Washington, March 20--The following statement was released today by Environmental Working Group President Kenneth Cook.

"In my March 16 statement about GreenMountain.com chairman Sam Wyly, I stated that he used profits from the company to pay for $2.5 million in TV ads he aired before Super Tuesday. Company officials have since stated that such a transaction would not have been possible because GreenMountain.com has not earned any profits to date. Therefore my statement is in error."

"A 'dot-com' with profits? What was I thinking?"

"Accordingly, I wish to clarify my statement as follows. To date, Wyly has used his position as chairman of GreenMountain.com, but not its profits, to pose as an advocate of clean air while he denigrates decades of hard-won laws and regulations to clean up America's air pollution, telling the New York Times that only a communist would embrace them."

"I stand corrected on the source of funding. Wyly paid out of his own pocket for the $2.5 million- worth of TV ads in which he lied about the air pollution record of Governor Bush, claiming that Bush has championed air pollution control in Texas. The opposite is true."

"The best way to make sure Wyly never receives profits from GreenMountain.com to invest in future attacks on clean air, and distortions of politicians' clean air record, is to boycott Wyly's company."

Cook said that consumers concerned about the pollution impacts of their energy use would do better to invest in energy efficiency measures in their homes than to buy power from Wyly's company.

In a related development, AirDaily, a leading industry trade publication, reported that Francis Grant-Suttie of the World Wildlife Fund resigned from the Greenmountain.com advisory board the day after EWG's call for a boycott.

According to AirDaily's front-page story, WWF "supports actions that companies like GreenMountain.com have taken with respect to clean alternative energy" but "the situation has become too political for WWF."

Cook applauded WWF and Grant-Suttie "for sending a clear message to the company and to the environmental community that Wyly's destructive, anti-environmental antics will not get a green seal of approval, even if there is support for some of the good things the company is doing."

Here is what Wyly had to say in a story on the front page of the New York Times business section on March 16 ("A Texas Financier Is No Stranger to Controversy," by Barry Meier):

"Mr. Wyly said he had no immediate plans to pay for ads against Vice President Al Gore during the general election, but Mr. Wyly added that he and another son, Andrew, a Dennison University student whom he credits with the promotions against Mr. McCain, have kicked around ideas. They would be built around the theme that Mr. Gore, whose environmental record might appeal to some voters, was a regulation-happy Democrat who would not be good for business or the environment."

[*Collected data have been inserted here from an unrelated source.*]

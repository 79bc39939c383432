//! Values module provides the typed layer over the tree engine.
//!
//! Callers store any [`Storable`] type under a flat string key, choosing
//! per call whether the entry is persistent (serialized into the tree
//! under a reserved top-level namespace) or ephemeral (held in a separate
//! in-memory map that bypasses the tree and the backend entirely). The two
//! stores share no keys and no invariants.

use crate::Result;
use crate::backend::FlatBackend;
use crate::constants::VALUE_NAMESPACE;
use crate::encryption::EncryptionProvider;
use crate::path::TreePath;
use crate::store::TreeStore;
use parking_lot::Mutex;
use serde::{Deserialize, Serialize};
use std::collections::HashMap;

/// Marker trait for types that can be stored through a [`ValueStore`].
///
/// Requires `Serialize` and `Deserialize` for conversion to and from the
/// stored string form. Implement this for any type you wish to store,
/// typically alongside `serde::Serialize` and `serde::Deserialize`.
pub trait Storable: Serialize + for<'de> Deserialize<'de> {}

impl Storable for String {}
impl Storable for bool {}
impl Storable for i64 {}
impl Storable for u64 {}
impl Storable for f64 {}
impl<T: Storable> Storable for Vec<T> {}
impl<T: Storable> Storable for Option<T> {}

/// Typed key-value facade routing entries to the tree or an ephemeral map.
pub struct ValueStore {
    tree: TreeStore,
    ephemeral: Mutex<HashMap<String, String>>,
}

impl ValueStore {
    /// Creates a value store over a backend with no encryption.
    pub fn new(backend: Box<dyn FlatBackend>) -> Self {
        Self {
            tree: TreeStore::new(backend),
            ephemeral: Mutex::new(HashMap::new()),
        }
    }

    /// Creates a value store whose tree encrypts through `provider`.
    ///
    /// Ephemeral entries never touch the backend and are not encrypted.
    pub fn with_encryption(
        backend: Box<dyn FlatBackend>,
        provider: Box<dyn EncryptionProvider>,
    ) -> Self {
        Self {
            tree: TreeStore::with_encryption(backend, provider),
            ephemeral: Mutex::new(HashMap::new()),
        }
    }

    /// The underlying tree engine, for hierarchical access and change
    /// subscriptions.
    pub fn tree(&self) -> &TreeStore {
        &self.tree
    }

    fn key_path(&self, key: &str) -> Result<TreePath> {
        TreePath::new([VALUE_NAMESPACE, key])
    }

    /// Stores a value under the key.
    pub fn set<T: Storable>(&self, key: &str, value: &T, persistent: bool) -> Result<()> {
        let serialized = serde_json::to_string(value)?;
        if persistent {
            self.tree.set_value(&self.key_path(key)?, &serialized)
        } else {
            self.ephemeral.lock().insert(key.to_string(), serialized);
            Ok(())
        }
    }

    /// Retrieves the value stored under the key, if any.
    pub fn get<T: Storable>(&self, key: &str, persistent: bool) -> Result<Option<T>> {
        let raw = if persistent {
            self.tree.get_value(&self.key_path(key)?)?
        } else {
            self.ephemeral.lock().get(key).cloned()
        };
        match raw {
            Some(serialized) => Ok(Some(serde_json::from_str(&serialized)?)),
            None => Ok(None),
        }
    }

    /// Removes the entry under the key. Removing an absent key is a no-op.
    pub fn remove(&self, key: &str, persistent: bool) -> Result<()> {
        if persistent {
            self.tree.delete(&self.key_path(key)?)
        } else {
            self.ephemeral.lock().remove(key);
            Ok(())
        }
    }

    /// Whether an entry is stored under the key.
    pub fn contains_key(&self, key: &str, persistent: bool) -> Result<bool> {
        if persistent {
            self.tree.contains(&self.key_path(key)?)
        } else {
            Ok(self.ephemeral.lock().contains_key(key))
        }
    }
}
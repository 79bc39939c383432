//! Path module provides the addressing scheme for nodes in the tree.
//!
//! A `TreePath` is an ordered, non-empty sequence of non-empty string
//! segments. Two paths are equal iff their segment sequences are equal
//! element-wise. Paths encode reversibly to a single opaque string (a JSON
//! string array), which is the key format used against the flat backend.

use crate::{Error, Result};
use std::fmt;

/// An ordered, validated sequence of string segments addressing one node.
///
/// Validation happens at construction: a `TreePath` is never empty and
/// never contains an empty segment, so operations taking `&TreePath` do not
/// re-validate. Deserializing a path therefore goes through
/// [`decode`](Self::decode), never through serde directly.
#[derive(Debug, Clone, PartialEq, Eq, Hash)]
pub struct TreePath {
    segments: Vec<String>,
}

impl TreePath {
    /// Creates a new `TreePath` from a sequence of segments.
    ///
    /// # Returns
    /// `Error::InvalidPath` if the sequence is empty or any segment is empty.
    pub fn new<I, S>(segments: I) -> Result<Self>
    where
        I: IntoIterator<Item = S>,
        S: Into<String>,
    {
        let segments: Vec<String> = segments.into_iter().map(Into::into).collect();
        if segments.is_empty() {
            return Err(Error::InvalidPath("path has no segments".to_string()));
        }
        if segments.iter().any(|s| s.is_empty()) {
            return Err(Error::InvalidPath("path contains an empty segment".to_string()));
        }
        Ok(Self { segments })
    }

    /// The segments of this path, root-to-leaf.
    pub fn segments(&self) -> &[String] {
        &self.segments
    }

    /// The number of segments.
    pub fn len(&self) -> usize {
        self.segments.len()
    }

    /// Always false; a `TreePath` cannot be empty.
    pub fn is_empty(&self) -> bool {
        false
    }

    /// The last segment.
    pub fn leaf(&self) -> &str {
        // Non-empty by construction.
        self.segments.last().map(String::as_str).unwrap_or_default()
    }

    /// The parent path, or `None` for a top-level path.
    pub fn parent(&self) -> Option<TreePath> {
        if self.segments.len() < 2 {
            return None;
        }
        Some(TreePath {
            segments: self.segments[..self.segments.len() - 1].to_vec(),
        })
    }

    /// The leading sub-path of the given depth (1..=len).
    ///
    /// # Panics
    /// Panics if `depth` is zero or exceeds the path length.
    pub fn prefix(&self, depth: usize) -> TreePath {
        assert!(depth >= 1 && depth <= self.segments.len());
        TreePath {
            segments: self.segments[..depth].to_vec(),
        }
    }

    /// A path one segment longer, addressing a child of this node.
    pub fn child(&self, segment: impl Into<String>) -> Result<TreePath> {
        let segment = segment.into();
        if segment.is_empty() {
            return Err(Error::InvalidPath("child segment is empty".to_string()));
        }
        let mut segments = self.segments.clone();
        segments.push(segment);
        Ok(TreePath { segments })
    }

    /// Encodes this path as a single opaque string key.
    ///
    /// The encoding is a JSON string array, which is injective over segment
    /// sequences: distinct paths can never collide on the same key.
    pub fn encode(&self) -> String {
        // Serializing a Vec<String> cannot fail.
        serde_json::to_string(&self.segments).unwrap_or_default()
    }

    /// Decodes a key produced by [`encode`](Self::encode) back into a path.
    ///
    /// Malformed input yields `None` rather than an error.
    pub fn decode(key: &str) -> Option<TreePath> {
        let segments: Vec<String> = serde_json::from_str(key).ok()?;
        TreePath::new(segments).ok()
    }
}

impl fmt::Display for TreePath {
    fn fmt(&self, f: &mut fmt::Formatter<'_>) -> fmt::Result {
        write!(f, "/{}", self.segments.join("/"))
    }
}
//! Constants used throughout the Canopy library.
//!
//! This module provides central definitions for internal strings, especially
//! reserved path segments.

/// Reserved top-level segment under which the typed value layer persists entries.
pub const VALUE_NAMESPACE: &str = "_values";
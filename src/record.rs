//! Record module defines the persisted form of a tree node.
//!
//! Every stored string begins with a one-character type tag so a reader
//! never has to guess what a node is: `'v'` marks a scalar value and the
//! payload is the raw string; `'p'` marks a container and the payload is
//! the encoded list of child segment names. An absent record means the
//! node does not exist, which is distinct from an explicit empty value.

use crate::{Error, Result};

/// Tag prefix for a value record.
pub const VALUE_TAG: char = 'v';

/// Tag prefix for a container record.
pub const CONTAINER_TAG: char = 'p';

/// Classification of an existing node.
#[derive(Debug, Clone, Copy, PartialEq, Eq)]
pub enum NodeKind {
    /// Holds one opaque scalar string; has no children.
    Value,
    /// Holds a set of child segment names.
    Container,
}

/// The decoded persisted record of a node.
#[derive(Debug, Clone, PartialEq, Eq)]
pub enum Record {
    /// A scalar payload.
    Value(String),
    /// A list of child segment names, insertion-ordered, no duplicates.
    Container(Vec<String>),
}

impl Record {
    /// The kind of node this record describes.
    pub fn kind(&self) -> NodeKind {
        match self {
            Record::Value(_) => NodeKind::Value,
            Record::Container(_) => NodeKind::Container,
        }
    }

    /// Encodes the record as `tag + payload`.
    pub fn encode(&self) -> String {
        match self {
            Record::Value(payload) => format!("{VALUE_TAG}{payload}"),
            Record::Container(children) => {
                // Child lists reuse the path codec's JSON array encoding.
                let payload = serde_json::to_string(children).unwrap_or_default();
                format!("{CONTAINER_TAG}{payload}")
            }
        }
    }

    /// Decodes a stored string back into a record.
    ///
    /// A missing tag, an unknown tag, or a container payload that does not
    /// parse as a child list indicates the backing store was mutated
    /// outside the engine's invariants, and is surfaced as
    /// `Error::Corruption` rather than masked as "no data".
    pub fn decode(raw: &str) -> Result<Record> {
        let mut chars = raw.chars();
        let tag = chars
            .next()
            .ok_or_else(|| Error::Corruption("empty record".to_string()))?;
        let payload = chars.as_str();
        match tag {
            VALUE_TAG => Ok(Record::Value(payload.to_string())),
            CONTAINER_TAG => {
                let children: Vec<String> = serde_json::from_str(payload).map_err(|e| {
                    Error::Corruption(format!("malformed container child list: {e}"))
                })?;
                if children.iter().any(|c| c.is_empty()) {
                    return Err(Error::Corruption(
                        "container child list holds an empty segment".to_string(),
                    ));
                }
                Ok(Record::Container(children))
            }
            other => Err(Error::Corruption(format!("unknown record tag {other:?}"))),
        }
    }
}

"Be green without being red," said Mr. Wyly, testing out a slogan on a listener. "Al Gore is an heir to the old czars and commissars. He never saw a regulation he didn't like."

The Environmental Working Group is an nonprofit environmental research organization in Washington, DC. EWG has published dozens of studies on air pollution from power plants and other sources and its impacts on human health.